Help with using hash table in file access


DevX Home    Today's Headlines   Articles Archive   Tip Bank   Forums   

Results 1 to 4 of 4

Thread: Help with using hash table in file access

  1. #1
    Join Date
    Feb 2004
    Posts
    4

    Help with using hash table in file access

    Hello all, I am having a problem. I am currently writing a Java program that will read a text file and count the number of times each word appears and what line it was on. For example, a text file containing:

    Hello.
    Testing, testing.

    would result in the ouput from the code:

    Hello: 1, 1
    Testing: 2, 1

    My code so far is the following:

    //
    //
    //

    import java.io.*; // Import for file I/O methods.
    import java.util.*; // Import for StringTokenizer.
    import java.lang.*;


    public class WordCounter {

    static int count = 0; // Declare application-wide variables.
    static String output = "";
    static String line;
    static file entry[] = new file[50];
    private static final Integer ONE = new Integer(1);

    public static void main(String[] args){

    try // Try-catch block needed for file
    { // I/O exception handling.
    BufferedReader inputStream = new BufferedReader(new FileReader("test.txt"));

    // Place string from file into line identifier.
    line = inputStream.readLine();
    while (line != null){ // Keeps reading lines until
    processLine(); // Call method to handle line.
    line = inputStream.readLine(); // Read next line.
    }
    inputStream.close(); // Close inputStream.

    } // End try.
    catch(FileNotFoundException e){ // Don't worry about try-catch.
    // It is explained in CIS 121.
    System.out.println("File testfile.txt not found.");
    }
    catch(IOException e){
    System.out.println("Error reading from file testfile.txt.");
    }
    }

    // Process line of file method.
    public static void processLine(){
    String storage[] = new String[500];

    Map record = new HashMap();
    //Hashtable record = new Hashtable();
    StringTokenizer lineOfTokens = new StringTokenizer(line," \n\t.,?!,;)0123456789");
    String token; // Used to hold the value of the current token value.
    int u = 0;

    while (lineOfTokens.hasMoreTokens()){ // Loop until no more
    token = lineOfTokens.nextToken();
    entry[count] = new file(token);
    System.out.println(entry[count].getWord());
    storage[u] = entry[count].getWord();
    count++;
    u++;
    } // End while.

    Map m = new TreeMap();

    // Initialize frequency table from command line
    for (int i=0; i < storage.length; i++) {
    Integer freq = (Integer) m.get(storage[i]);
    m.put(storage[i], (freq==null ? ONE : new Integer(freq.intValue() + 1)));
    }

    System.out.println(m.size()+" distinct words detected:");
    System.out.println(m);

    } // End processLine

    }

    But it refuses to compile with the NullPointerException error. I am fairly new to Java, am I even on the right track with this? I would greatly appreciate any help. Thanks. 8)

  2. #2
    Join Date
    Dec 2002
    Posts
    83
    I'm not getting to a Null Pointer, there's a few problems before that I think.

    Code:
    static file entry[] = new file[50];
    Why do you have file in all lower case here, I assume you want a File (with the capital F)? That shows up later in the code too. Next question is:
    Code:
      System.out.println(entry[count].getWord());
    storage[u] = entry[count].getWord();
    If entry[count] is a File, there is no getWord() method. If you have your own "file" class, post that too.

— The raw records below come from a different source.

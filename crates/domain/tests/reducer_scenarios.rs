//! End-to-end reducer scenarios.
//!
//! These drive `reduce` with sequences of actions the way an editor would
//! and check the cross-cutting invariants after every step.
#![allow(clippy::unwrap_used, clippy::expect_used, clippy::panic)]

use pretty_assertions::assert_eq;

use requestor_domain::content_type::current_content_type;
use requestor_domain::request::{DraftRow, enforce_terminal_draft};
use requestor_domain::{
    Action, BodyType, BodyVariant, FormDataParameter, HttpMethod, KeyValueParameter, PathParamValue,
    RequestConfiguration, RequestKind, RequestTab, Route, derive_content_type, extract_param_names,
    match_route, reduce, transition_body,
};

fn run(actions: Vec<Action>) -> RequestConfiguration {
    let mut state = RequestConfiguration::new();
    for action in actions {
        state = reduce(&state, action);
        assert_invariants(&state);
    }
    state
}

fn assert_invariants(state: &RequestConfiguration) {
    assert!(state.query_params.last().unwrap().is_draft());
    assert!(state.request_headers.last().unwrap().is_draft());
    if let BodyVariant::FormData { value, .. } = &state.body {
        assert!(value.last().unwrap().is_draft_row());
    }

    if let Some(route) = &state.selected_route {
        let path = state.match_path();
        let found = match_route(&state.routes, &path, state.method, state.request_kind)
            .expect("selected route must match");
        assert_eq!(found.route, route);
        let keys: Vec<_> = state.path_params.iter().map(|p| p.key.clone()).collect();
        assert_eq!(keys, extract_param_names(&route.path));
    }

    let content_type = current_content_type(&state.request_headers);
    if !state.method.can_have_body() {
        assert!(content_type.is_none());
        return;
    }
    let defers_to_transport = state.body.is_multipart()
        || matches!(state.body, BodyVariant::File { .. });
    if let (Some(header), false) = (content_type, defers_to_transport) {
        let expected = derive_content_type(&state.body);
        assert!(
            header.value.starts_with(expected),
            "Content-Type {:?} disagrees with body ({expected})",
            header.value
        );
    }
}

fn set_routes(routes: Vec<Route>) -> Action {
    Action::SetRoutes { routes }
}

fn update_path(path: &str) -> Action {
    Action::UpdatePath {
        path: path.to_string(),
    }
}

fn update_method(method: HttpMethod) -> Action {
    Action::UpdateMethod {
        method,
        request_kind: RequestKind::Http,
    }
}

#[test]
fn path_edit_selects_parameterized_route() {
    let state = run(vec![
        set_routes(vec![Route::new("GET", "/users/:id")]),
        update_path("/users/42"),
    ]);

    assert_eq!(state.selected_route.unwrap().path, "/users/:id");
    assert_eq!(state.path_params.len(), 1);
    assert_eq!(state.path_params[0].key, "id");
    assert_eq!(state.path_params[0].value, "42");
    assert!(state.path_params[0].enabled);
    assert_eq!(
        state.visible_request_tabs,
        vec![RequestTab::Params, RequestTab::Headers]
    );
}

#[test]
fn exact_route_beats_pattern_route() {
    let state = run(vec![
        set_routes(vec![
            Route::new("GET", "/users/:id"),
            Route::new("GET", "/users/me"),
        ]),
        update_path("/users/me"),
    ]);
    assert_eq!(state.selected_route.unwrap().path, "/users/me");
    assert!(state.path_params.is_empty());
}

#[test]
fn json_body_on_post_yields_single_content_type() {
    let state = run(vec![
        update_method(HttpMethod::Post),
        Action::SetBodyType {
            body_type: BodyType::Json,
            is_multipart: None,
        },
        Action::SetBody {
            body: BodyVariant::json(r#"{"a":1}"#),
        },
    ]);

    let content_types: Vec<_> = state
        .request_headers
        .iter()
        .filter(|h| h.key.eq_ignore_ascii_case("content-type"))
        .collect();
    assert_eq!(content_types.len(), 1);
    assert_eq!(content_types[0].value, "application/json");
}

#[test]
fn switching_to_get_drops_content_type() {
    let state = RequestConfiguration {
        method: HttpMethod::Post,
        body: BodyVariant::json(""),
        request_headers: enforce_terminal_draft(vec![KeyValueParameter::new(
            "Content-Type",
            "application/json",
        )]),
        ..RequestConfiguration::default()
    }
    .with_refreshed_tabs();

    let state = reduce(&state, update_method(HttpMethod::Get));
    assert!(current_content_type(&state.request_headers).is_none());
    assert_eq!(state.request_headers.len(), 1);
}

#[test]
fn body_type_round_trip_through_form_data() {
    let state = run(vec![
        update_method(HttpMethod::Post),
        Action::SetBody {
            body: BodyVariant::text("hello"),
        },
        Action::SetBodyType {
            body_type: BodyType::FormData,
            is_multipart: Some(false),
        },
    ]);
    assert_eq!(
        current_content_type(&state.request_headers).unwrap().value,
        "application/x-www-form-urlencoded"
    );

    let state = reduce(
        &state,
        Action::SetBody {
            body: BodyVariant::form_data(false, vec![FormDataParameter::text("name", "ada")]),
        },
    );
    let state = reduce(
        &state,
        Action::SetBodyType {
            body_type: BodyType::FormData,
            is_multipart: Some(true),
        },
    );
    assert!(current_content_type(&state.request_headers).is_none());

    let state = reduce(
        &state,
        Action::SetBodyType {
            body_type: BodyType::Text,
            is_multipart: None,
        },
    );
    assert_eq!(state.body, BodyVariant::text(""));
    assert_eq!(
        current_content_type(&state.request_headers).unwrap().value,
        "text/plain"
    );
}

#[test]
fn form_data_transition_clears_fields() {
    let body = BodyVariant::form_data(false, vec![FormDataParameter::text("a", "1")]);
    assert_eq!(
        transition_body(body, BodyType::Text, None),
        BodyVariant::text("")
    );
    assert_eq!(
        derive_content_type(&BodyVariant::form_data(true, Vec::new())),
        "multipart/form-data"
    );
}

#[test]
fn websocket_route_selection() {
    let route = Route::new("GET", "/ws/:room").with_kind(RequestKind::Websocket);
    let state = run(vec![
        set_routes(vec![route.clone(), Route::new("GET", "/ws/:room")]),
        Action::SelectRoute { route },
        Action::SetActiveRequestTab {
            tab: RequestTab::Messages,
        },
        Action::SetWebsocketMessage {
            message: "ping".to_string(),
        },
    ]);
    assert_eq!(state.request_kind, RequestKind::Websocket);
    assert_eq!(state.active_request_tab, RequestTab::Messages);
    assert_eq!(state.websocket_message, "ping");

    let state = reduce(&state, update_method(HttpMethod::Get));
    assert_eq!(state.request_kind, RequestKind::Http);
    assert_eq!(state.active_request_tab, RequestTab::Params);
    assert_eq!(state.selected_route.unwrap().request_kind, RequestKind::Http);
}

#[test]
fn unregistered_and_draft_routes_lose_to_registered() {
    let state = run(vec![
        set_routes(vec![
            Route::new("GET", "/things/:slug").as_draft(),
            Route::new("GET", "/things/special").unregistered(),
            Route::new("GET", "/things/:id"),
        ]),
        update_path("/things/special"),
    ]);
    assert_eq!(state.selected_route.unwrap().path, "/things/:id");
}

#[test]
fn path_parameter_editing_cycle() {
    let route = Route::new("GET", "/users/:id/comments/:commentId");
    let state = run(vec![
        set_routes(vec![route.clone()]),
        Action::SelectRoute { route },
        Action::ReplacePathParamValues {
            values: vec![
                requestor_domain::PathParamValue::new("id", "1"),
                requestor_domain::PathParamValue::new("commentId", "2"),
            ],
        },
    ]);
    assert_eq!(state.path, "/users/1/comments/2");

    let state = reduce(&state, Action::ClearPathParams);
    assert_eq!(state.path, "/users/:id/comments/:commentId");
    assert!(state.path_params.iter().all(|p| !p.enabled && p.value.is_empty()));
}

#[test]
fn any_method_route_survives_method_and_param_edits() {
    let route = Route::new("ALL", "/users/:id");
    let state = run(vec![
        set_routes(vec![route.clone()]),
        Action::SelectRoute {
            route: route.clone(),
        },
        update_method(HttpMethod::Post),
        Action::ReplacePathParamValues {
            values: vec![PathParamValue::new("id", "7")],
        },
        update_path("/users/9"),
    ]);

    assert_eq!(state.selected_route, Some(route));
    assert_eq!(state.method, HttpMethod::Post);
    assert_eq!(state.path, "/users/9");
    assert_eq!(state.path_params[0].value, "9");
}

#[test]
fn wildcard_route_matches_nested_paths() {
    let state = run(vec![
        set_routes(vec![Route::new("GET", "/static/*")]),
        update_path("/static/css/site.css"),
    ]);
    assert_eq!(
        state.selected_route.map(|route| route.path),
        Some("/static/*".to_string())
    );
    assert!(state.path_params.is_empty());
}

    I'm not sure why you're making a File out of each token, but I'll wait to analyse the rest until I find out about the above.
    -- Steven

  3. #3
    Join Date
    Dec 2002
    Posts
    83
    Since you are on the right track, I went ahead and changed a few things around to provide an example of how I might approach this. It doesn't address the distinct lines each word appears on though, which I think is part of what you need

    The general ideas I added/changed:
    - Changed String line to be a local variable that is passed from main() into processLine(String line). Class level variables should be used only when necessary
    - Created an instance of WordCounter in main() to work with. This way the methods don't have to be static. I assume you made processLine() static because the compiler tells you you can't call non-static methods from static ones (main()). Instead,
    - I'm using one HashMap as a Class variable to hold the words as keys and their counts the corresponding values.
    - Added a printResults() method to navigate the HashMap and print the results.
    Code:
    import java.io.*; // Import for file I/O methods.
    import java.util.*; // Import for StringTokenizer.
    import java.lang.*;
    
    public class WordCounter {
    
    	private HashMap wordHash = new HashMap();
    	private static final Integer ONE = new Integer(1);
    
    	public static void main(String[] args) {
    		
    		WordCounter wordCounter = new WordCounter();
    		
    		try // Try-catch block needed for file
    			{ // I/O exception handling.
    			BufferedReader inputStream =
    				new BufferedReader(new FileReader("test.txt"));
    
    			// Place string from file into line identifier.
    			String line = inputStream.readLine();
    			while (line != null) { // Keeps reading lines until
    				wordCounter.processLine(line); // Call method to handle line.
    				line = inputStream.readLine(); // Read next line.
    			}
    			inputStream.close(); // Close inputStream.
    
    			wordCounter.printResults();
    
    		} // End try.
    		catch (FileNotFoundException e) { // Don't worry about try-catch.
    			// It is explained in CIS 121.
    			System.out.println("File testfile.txt not found.");
    		} catch (IOException e) {
    			System.out.println("Error reading from file testfile.txt.");
    		}
    	}
    
    	// Process line of file method.
    	public void processLine(String line) {
    
    		StringTokenizer lineOfTokens =
    			new StringTokenizer(line, " \n\t.,?!,;)0123456789");
    		String token; // Used to hold the value of the current token value.
    		Integer cnt = new Integer(0);
    
    		while (lineOfTokens.hasMoreTokens()) { // Loop until no more
    			token = lineOfTokens.nextToken();
    			if (wordHash.containsKey(token)) {
    				cnt = (Integer)wordHash.get(token);
    				wordHash.put(token,new Integer((cnt.intValue())+1));
    			}
    			else {
    				wordHash.put(token,ONE);
    			}
    						
    
    		} // End while.
    
    
    	} // End processLine
    
    	// Display words found with their counts
    	public void printResults() {
    	
    		System.out.println(wordHash.size() + " distinct words detected: \n");
    
    		String key = null;
    		Integer value = null;
    		ArrayList keys = new ArrayList(wordHash.keySet());
    		Collections.sort(keys); // sorts alphabetically
    		Iterator iter = keys.iterator();
    		
    		while (iter.hasNext()) {
    			key = (String)iter.next();
    			value = (Integer)wordHash.get(key);
    			System.out.println(key + " appears "+ value + " times.");
    		} 
    	}
    		
    }
    Now, I'm using a lot of the Java Collection classes... you had arrays (entry[] etc) so in your class you might not have gotten to the more advanced Collections and therefore might not want to use them unless you truly understand them. Teachers tend to get suspicious at things like that.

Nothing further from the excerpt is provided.